* _What is required_
For the material that follows, work out how many lines hold the word "Library" and answer only with the number.

* _Material shown_
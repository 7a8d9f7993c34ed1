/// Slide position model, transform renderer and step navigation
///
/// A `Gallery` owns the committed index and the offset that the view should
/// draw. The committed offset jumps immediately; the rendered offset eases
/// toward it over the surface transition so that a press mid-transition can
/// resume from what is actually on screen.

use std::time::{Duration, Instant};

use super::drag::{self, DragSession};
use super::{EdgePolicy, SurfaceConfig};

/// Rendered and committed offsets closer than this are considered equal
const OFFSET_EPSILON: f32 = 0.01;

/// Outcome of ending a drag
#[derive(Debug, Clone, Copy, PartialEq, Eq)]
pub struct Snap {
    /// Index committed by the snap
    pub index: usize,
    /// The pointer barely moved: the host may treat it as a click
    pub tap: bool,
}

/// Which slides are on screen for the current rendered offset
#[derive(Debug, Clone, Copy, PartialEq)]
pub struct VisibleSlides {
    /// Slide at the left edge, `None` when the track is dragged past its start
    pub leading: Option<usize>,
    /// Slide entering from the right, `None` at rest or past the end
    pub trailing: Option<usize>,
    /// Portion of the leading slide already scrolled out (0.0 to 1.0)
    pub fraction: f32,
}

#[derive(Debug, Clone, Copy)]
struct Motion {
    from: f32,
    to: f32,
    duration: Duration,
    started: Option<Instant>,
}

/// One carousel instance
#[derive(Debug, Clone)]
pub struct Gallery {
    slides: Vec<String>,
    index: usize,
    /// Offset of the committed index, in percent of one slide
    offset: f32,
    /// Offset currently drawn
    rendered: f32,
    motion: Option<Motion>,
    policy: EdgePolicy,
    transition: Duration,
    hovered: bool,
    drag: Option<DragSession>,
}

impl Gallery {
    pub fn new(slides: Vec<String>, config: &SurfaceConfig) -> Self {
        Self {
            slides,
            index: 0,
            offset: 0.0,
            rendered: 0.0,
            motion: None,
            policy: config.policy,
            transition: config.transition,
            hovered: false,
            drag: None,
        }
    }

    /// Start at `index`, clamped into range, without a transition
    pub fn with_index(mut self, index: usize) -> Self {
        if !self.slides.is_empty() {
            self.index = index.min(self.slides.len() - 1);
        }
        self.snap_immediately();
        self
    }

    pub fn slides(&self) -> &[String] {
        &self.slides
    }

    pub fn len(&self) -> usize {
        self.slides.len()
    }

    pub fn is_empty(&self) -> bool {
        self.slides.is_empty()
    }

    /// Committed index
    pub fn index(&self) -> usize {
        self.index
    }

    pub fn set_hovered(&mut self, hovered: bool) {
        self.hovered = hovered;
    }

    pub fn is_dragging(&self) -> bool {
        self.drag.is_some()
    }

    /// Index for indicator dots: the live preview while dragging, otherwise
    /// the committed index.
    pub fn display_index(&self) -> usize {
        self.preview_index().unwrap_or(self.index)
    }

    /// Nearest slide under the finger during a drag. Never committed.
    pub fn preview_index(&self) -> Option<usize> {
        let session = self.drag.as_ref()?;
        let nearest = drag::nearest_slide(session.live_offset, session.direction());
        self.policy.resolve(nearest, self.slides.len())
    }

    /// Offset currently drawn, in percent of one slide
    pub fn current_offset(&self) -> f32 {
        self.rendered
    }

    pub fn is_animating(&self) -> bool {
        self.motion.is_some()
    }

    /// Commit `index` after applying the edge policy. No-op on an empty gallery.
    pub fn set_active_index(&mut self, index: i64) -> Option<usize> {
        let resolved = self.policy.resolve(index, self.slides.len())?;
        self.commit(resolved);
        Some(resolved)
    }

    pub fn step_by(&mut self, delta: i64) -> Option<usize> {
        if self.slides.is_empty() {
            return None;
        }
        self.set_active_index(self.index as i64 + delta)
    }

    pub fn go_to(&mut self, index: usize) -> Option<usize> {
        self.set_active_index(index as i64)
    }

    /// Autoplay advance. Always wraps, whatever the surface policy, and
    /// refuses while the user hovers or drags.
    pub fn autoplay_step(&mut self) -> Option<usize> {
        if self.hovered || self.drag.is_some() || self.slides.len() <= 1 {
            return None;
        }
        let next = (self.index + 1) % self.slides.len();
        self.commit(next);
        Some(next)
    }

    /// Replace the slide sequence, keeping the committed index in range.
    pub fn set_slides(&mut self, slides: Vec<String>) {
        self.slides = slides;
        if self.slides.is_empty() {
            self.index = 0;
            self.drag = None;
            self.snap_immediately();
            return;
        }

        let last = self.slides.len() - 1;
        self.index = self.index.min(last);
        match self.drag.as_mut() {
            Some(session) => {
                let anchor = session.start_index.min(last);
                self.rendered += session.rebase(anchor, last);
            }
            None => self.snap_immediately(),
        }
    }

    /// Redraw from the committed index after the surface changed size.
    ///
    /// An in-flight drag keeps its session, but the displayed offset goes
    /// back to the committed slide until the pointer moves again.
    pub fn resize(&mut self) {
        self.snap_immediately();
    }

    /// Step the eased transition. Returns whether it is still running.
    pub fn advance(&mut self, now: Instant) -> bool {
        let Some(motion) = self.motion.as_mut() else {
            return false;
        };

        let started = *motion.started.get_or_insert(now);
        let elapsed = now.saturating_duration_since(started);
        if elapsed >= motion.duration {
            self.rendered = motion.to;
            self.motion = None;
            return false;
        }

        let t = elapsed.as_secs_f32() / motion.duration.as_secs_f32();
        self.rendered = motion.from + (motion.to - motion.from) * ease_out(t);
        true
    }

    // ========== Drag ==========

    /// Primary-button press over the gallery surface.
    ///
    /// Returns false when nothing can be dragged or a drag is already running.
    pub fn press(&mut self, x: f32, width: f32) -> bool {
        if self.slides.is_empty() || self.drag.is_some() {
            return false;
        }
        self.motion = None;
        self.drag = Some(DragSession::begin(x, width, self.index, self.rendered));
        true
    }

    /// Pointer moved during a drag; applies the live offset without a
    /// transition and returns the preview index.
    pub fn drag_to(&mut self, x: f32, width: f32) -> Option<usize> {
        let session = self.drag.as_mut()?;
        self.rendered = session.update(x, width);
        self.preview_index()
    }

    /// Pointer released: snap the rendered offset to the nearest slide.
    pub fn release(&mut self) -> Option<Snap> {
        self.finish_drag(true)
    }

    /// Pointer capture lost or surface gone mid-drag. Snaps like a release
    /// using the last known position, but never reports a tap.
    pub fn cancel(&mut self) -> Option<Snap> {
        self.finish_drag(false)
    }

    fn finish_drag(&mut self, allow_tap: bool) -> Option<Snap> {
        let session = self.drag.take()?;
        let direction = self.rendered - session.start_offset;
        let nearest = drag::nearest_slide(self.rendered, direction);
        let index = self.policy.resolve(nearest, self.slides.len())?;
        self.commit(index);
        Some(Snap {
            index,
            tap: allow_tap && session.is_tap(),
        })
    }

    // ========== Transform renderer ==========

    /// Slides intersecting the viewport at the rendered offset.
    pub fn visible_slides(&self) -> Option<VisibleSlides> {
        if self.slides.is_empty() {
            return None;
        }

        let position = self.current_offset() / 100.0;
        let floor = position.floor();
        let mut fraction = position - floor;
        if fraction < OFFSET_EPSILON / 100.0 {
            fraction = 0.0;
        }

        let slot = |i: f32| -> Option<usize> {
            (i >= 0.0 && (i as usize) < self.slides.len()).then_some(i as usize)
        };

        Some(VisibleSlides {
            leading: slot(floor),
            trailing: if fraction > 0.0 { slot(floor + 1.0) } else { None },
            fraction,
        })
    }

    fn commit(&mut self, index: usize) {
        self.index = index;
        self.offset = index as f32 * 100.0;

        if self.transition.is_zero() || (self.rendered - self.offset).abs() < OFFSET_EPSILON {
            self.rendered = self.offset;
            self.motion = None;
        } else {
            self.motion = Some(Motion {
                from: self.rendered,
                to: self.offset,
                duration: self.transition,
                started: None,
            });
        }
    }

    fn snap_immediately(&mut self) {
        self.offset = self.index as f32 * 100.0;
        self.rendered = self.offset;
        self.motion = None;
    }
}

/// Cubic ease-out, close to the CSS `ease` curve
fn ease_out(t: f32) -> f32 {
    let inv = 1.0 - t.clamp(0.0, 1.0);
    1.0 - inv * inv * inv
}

...

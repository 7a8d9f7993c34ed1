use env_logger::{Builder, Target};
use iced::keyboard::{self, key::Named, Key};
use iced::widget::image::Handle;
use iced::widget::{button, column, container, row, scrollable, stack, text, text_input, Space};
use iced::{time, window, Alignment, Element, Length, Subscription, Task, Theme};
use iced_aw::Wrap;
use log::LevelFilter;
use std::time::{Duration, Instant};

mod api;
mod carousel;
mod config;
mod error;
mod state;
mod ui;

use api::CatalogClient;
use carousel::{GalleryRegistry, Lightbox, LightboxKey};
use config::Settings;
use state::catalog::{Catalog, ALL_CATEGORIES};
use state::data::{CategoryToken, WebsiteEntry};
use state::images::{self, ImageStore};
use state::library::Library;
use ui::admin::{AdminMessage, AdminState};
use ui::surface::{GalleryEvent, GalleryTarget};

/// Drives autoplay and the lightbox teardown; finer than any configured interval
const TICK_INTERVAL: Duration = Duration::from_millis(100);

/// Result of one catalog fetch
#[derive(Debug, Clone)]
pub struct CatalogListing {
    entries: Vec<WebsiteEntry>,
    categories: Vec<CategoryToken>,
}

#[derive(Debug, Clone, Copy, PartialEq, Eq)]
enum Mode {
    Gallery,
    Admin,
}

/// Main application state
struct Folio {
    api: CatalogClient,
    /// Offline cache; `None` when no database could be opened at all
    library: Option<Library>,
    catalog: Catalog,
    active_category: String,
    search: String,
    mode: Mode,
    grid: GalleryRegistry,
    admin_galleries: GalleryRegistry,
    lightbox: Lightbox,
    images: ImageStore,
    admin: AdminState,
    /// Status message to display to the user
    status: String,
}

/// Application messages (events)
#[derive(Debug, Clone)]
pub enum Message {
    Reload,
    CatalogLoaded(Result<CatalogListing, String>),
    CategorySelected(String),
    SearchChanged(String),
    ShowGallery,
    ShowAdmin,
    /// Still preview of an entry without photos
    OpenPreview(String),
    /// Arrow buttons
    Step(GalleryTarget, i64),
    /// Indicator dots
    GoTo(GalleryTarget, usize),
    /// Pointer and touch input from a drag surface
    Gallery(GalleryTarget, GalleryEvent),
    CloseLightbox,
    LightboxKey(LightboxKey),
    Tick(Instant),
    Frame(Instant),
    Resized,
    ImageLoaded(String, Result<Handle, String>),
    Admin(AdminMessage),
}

* _Exercise response_
2